Jupiter has more than 60 natural satellites, or moons. These moons vary in all shapes in sizes, from irregular shaped moons that are only a few miles in diameter to Ganymede, the largest moon of any in the Solar System.  Of all Jupiter’s moons, the most well-known are the four Galilean moons: Io, Europa, Ganymede, and Callisto. These moons are Jupiter’s largest and comprise almost the total mass of all of Jupiter’s moons.

Pie chart showing the percentages of the Galilean Moons.
Image credit: ConceptMastery.com

The Galilean moons are big enough to be visible even in a small telescope and were first observed in 1610 by Italian astronomer Galileo Galilei (hence the name Galilean moons) using his invention, the refracting telescope.  Modern day backyard astronomers can even see them with a good pair of binoculars. If you were to observe Jupiter over just a period of a few nights, you would notice that the moons change position. This is because of the swift orbital path they take around Jupiter.

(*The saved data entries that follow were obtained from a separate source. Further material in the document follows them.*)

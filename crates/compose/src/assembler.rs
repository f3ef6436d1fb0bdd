//! lopdf-based single-page assembly.
//!
//! The captured bitmap becomes an image XObject placed aspect-correct and
//! centered inside the page's content box. Templates target markup with the
//! same proportions as their page, so in practice the placement is
//! full-bleed; the aspect guard only matters when margins are configured.

use log::debug;
use lopdf::content::{Content, Operation};
use lopdf::{Document, Object, Stream, dictionary};
use parchment_raster::CapturedImage;
use parchment_types::{PageSpec, Rect, Size};
use std::fs::File;
use std::io::BufWriter;
use std::path::Path;

use crate::ComposeError;

/// Computes where the image lands on the page: the largest aspect-preserving
/// rectangle inside the content box, centered. Returned in PDF user space
/// (origin bottom-left).
pub fn placement(image_size: Size, page: &PageSpec) -> Rect {
    let content = page.margins.content_box(page.size);
    if image_size.is_empty() || content.size().is_empty() {
        return content;
    }

    let scale = (content.width / image_size.width).min(content.height / image_size.height);
    let width = image_size.width * scale;
    let height = image_size.height * scale;
    let x = content.x + (content.width - width) / 2.0;
    // Content box is specified top-down; flip into PDF's bottom-up space.
    let top = content.y + (content.height - height) / 2.0;
    let y = page.size.height - top - height;
    Rect::new(x, y, width, height)
}

/// Builds a one-page PDF with the capture embedded.
pub fn assemble(image: &CapturedImage, page: &PageSpec) -> Result<Document, ComposeError> {
    if image.is_empty() {
        return Err(ComposeError::EmptyImage);
    }

    let mut doc = Document::with_version("1.7");
    let pages_id = doc.new_object_id();

    let image_id = doc.add_object(Stream::new(
        dictionary! {
            "Type" => "XObject",
            "Subtype" => "Image",
            "Width" => image.width_px as i64,
            "Height" => image.height_px as i64,
            "ColorSpace" => "DeviceRGB",
            "BitsPerComponent" => 8i64,
        },
        image.rgb.clone(),
    ));
    let resources_id = doc.add_object(dictionary! {
        "XObject" => dictionary! { "Im1" => image_id },
    });

    let frame = placement(
        Size::new(image.width_px as f32 / image.scale, image.height_px as f32 / image.scale),
        page,
    );
    debug!(
        "placing {}x{} capture at ({:.1}, {:.1}) sized {:.1}x{:.1}",
        image.width_px, image.height_px, frame.x, frame.y, frame.width, frame.height
    );

    let content = Content {
        operations: vec![
            Operation::new("q", vec![]),
            Operation::new(
                "cm",
                vec![
                    frame.width.into(),
                    0.into(),
                    0.into(),
                    frame.height.into(),
                    frame.x.into(),
                    frame.y.into(),
                ],
            ),
            Operation::new("Do", vec![Object::Name(b"Im1".to_vec())]),
            Operation::new("Q", vec![]),
        ],
    };
    let content_id = doc.add_object(Stream::new(dictionary! {}, content.encode()?));

    let page_id = doc.add_object(dictionary! {
        "Type" => "Page",
        "Parent" => pages_id,
        "MediaBox" => vec![
            0.0.into(),
            0.0.into(),
            page.size.width.into(),
            page.size.height.into(),
        ],
        "Contents" => content_id,
        "Resources" => resources_id,
    });

    let pages_dict = dictionary! {
        "Type" => "Pages",
        "Kids" => vec![page_id.into()],
        "Count" => 1i64,
    };
    doc.objects.insert(pages_id, pages_dict.into());

    let catalog_id = doc.add_object(dictionary! {
        "Type" => "Catalog",
        "Pages" => pages_id,
    });
    doc.trailer.set("Root", catalog_id);
    doc.compress();

    Ok(doc)
}

/// Assembles and serializes in one step.
pub fn assemble_to_bytes(image: &CapturedImage, page: &PageSpec) -> Result<Vec<u8>, ComposeError> {
    let mut doc = assemble(image, page)?;
    let mut bytes = Vec::new();
    doc.save_to(&mut bytes)?;
    Ok(bytes)
}

/// Saves an assembled document to disk.
pub fn save_to_path(doc: &mut Document, path: &Path) -> Result<(), ComposeError> {
    let file = File::create(path)?;
    let mut writer = BufWriter::new(file);
    doc.save_to(&mut writer)?;
    Ok(())
}
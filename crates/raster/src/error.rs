use thiserror::Error;

#[derive(Error, Debug)]
pub enum RasterError {
    #[error("capture scale {0} is outside the supported range 1..=4")]
    InvalidScale(f32),

    #[error("page markup has a degenerate size {width}x{height}")]
    EmptyPage { width: f32, height: f32 },

    #[error("could not allocate a {width}x{height} capture surface")]
    SurfaceAlloc { width: u32, height: u32 },

    #[error("bitmap encoding failed: {0}")]
    Encode(String),

    #[error("capture failed: {0}")]
    Failed(String),
}
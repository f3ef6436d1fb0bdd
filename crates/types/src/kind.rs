use serde::{Deserialize, Serialize};
use std::fmt;
use std::str::FromStr;

/// The kind of document a record is exported as. Each kind selects a page
/// template and a physical page format.
#[derive(Debug, Clone, Copy, PartialEq, Eq, Hash, Serialize, Deserialize)]
#[serde(rename_all = "kebab-case")]
pub enum DocKind {
    Certificate,
    Transcript,
    IdCard,
}

impl DocKind {
    /// The label used in derived filenames, e.g. `Ana_Lee_Certificate.pdf`.
    pub fn label(&self) -> &'static str {
        match self {
            DocKind::Certificate => "Certificate",
            DocKind::Transcript => "Transcript",
            DocKind::IdCard => "ID_Card",
        }
    }

    pub fn all() -> [DocKind; 3] {
        [DocKind::Certificate, DocKind::Transcript, DocKind::IdCard]
    }
}

impl fmt::Display for DocKind {
    fn fmt(&self, f: &mut fmt::Formatter<'_>) -> fmt::Result {
        let name = match self {
            DocKind::Certificate => "certificate",
            DocKind::Transcript => "transcript",
            DocKind::IdCard => "id-card",
        };
        write!(f, "{}", name)
    }
}

impl FromStr for DocKind {
    type Err = String;

    fn from_str(s: &str) -> Result<Self, Self::Err> {
        match s.trim().to_ascii_lowercase().as_str() {
            "certificate" => Ok(DocKind::Certificate),
            "transcript" => Ok(DocKind::Transcript),
            "id-card" | "idcard" | "id_card" => Ok(DocKind::IdCard),
            other => Err(format!(
                "unknown document kind '{}', expected certificate, transcript or id-card",
                other
            )),
        }
    }
}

Top down and side view of the four Galilean moons orbiting Jupiter.
Video credit: ConceptMastery.com

The extreme diversity of moons can be easily seen in these four examples.  Io is the most volcanically active body in the Solar System. Because of its relatively small size and hence low gravitational pull, plumes of volcanic material can shoot up to 190 miles above Io’s surface.  Due to its highly elliptical orbit, Io’s surface is subject to extreme tidal forces caused by Jupiter. Much like Earth’s Moon gravitationally pulls on the oceans, causing tides, Jupiter pulls on Io’s surface. This force causes Io’s surface to bulge up and down by as much as 330 feet!  Keep in mind that this is for a solid surface and not like Earth’s liquid oceans!

Io, the most volcanically active body in the Solar System.
Image Credit: NASA/JPL

Europa on the other hand is a world that is encased under a frozen surface, with a very bright appearance and cracks running across its surface.  Even though the entire surface is covered by water, its distance from the Sun and therefore lack of heat causes the water to be perpetually frozen.  Similar to Io, Europa has a highly elliptical orbit which causes extreme tides. This causes the striking cracks and fissures that are seen on Europa’s icy surface.

Europa is encased in ice.
Image credit: NASA/JPL-Caltech/DLR

Ganymede is the largest moon in our solar system with a diameter of 3,273 miles.  This means that Ganymede is 1,200 miles wider than our own Moon, and even bigger than the planet Mercury.  A thin atmosphere also surrounds Ganymede. However, it is too thin for astronauts or space travelers to live on without the aid of a breathing apparatus.

Comparison of Earth’s moon (top left) and Ganymede (bottom left).
Image credit: NASA/JPL-Caltech/DLR

Last of all, the darkest and farthest out of the Galilean moons, Callisto, is the most heavily cratered object in the Solar System.  Because of this, scientists do not believe that there is any volcanic or tectonic activity currently occurring on its surface. Callisto orbits Jupiter at a distance of 1,170,000 miles (about 4.5 times farther than Io), taking about 17 days to completely orbit the planet.

Callisto’s surface is uniformly cratered but is not uniform in color or brightness. Scientists believe the brighter areas are mainly ice and the darker areas are highly eroded, ice-poor material.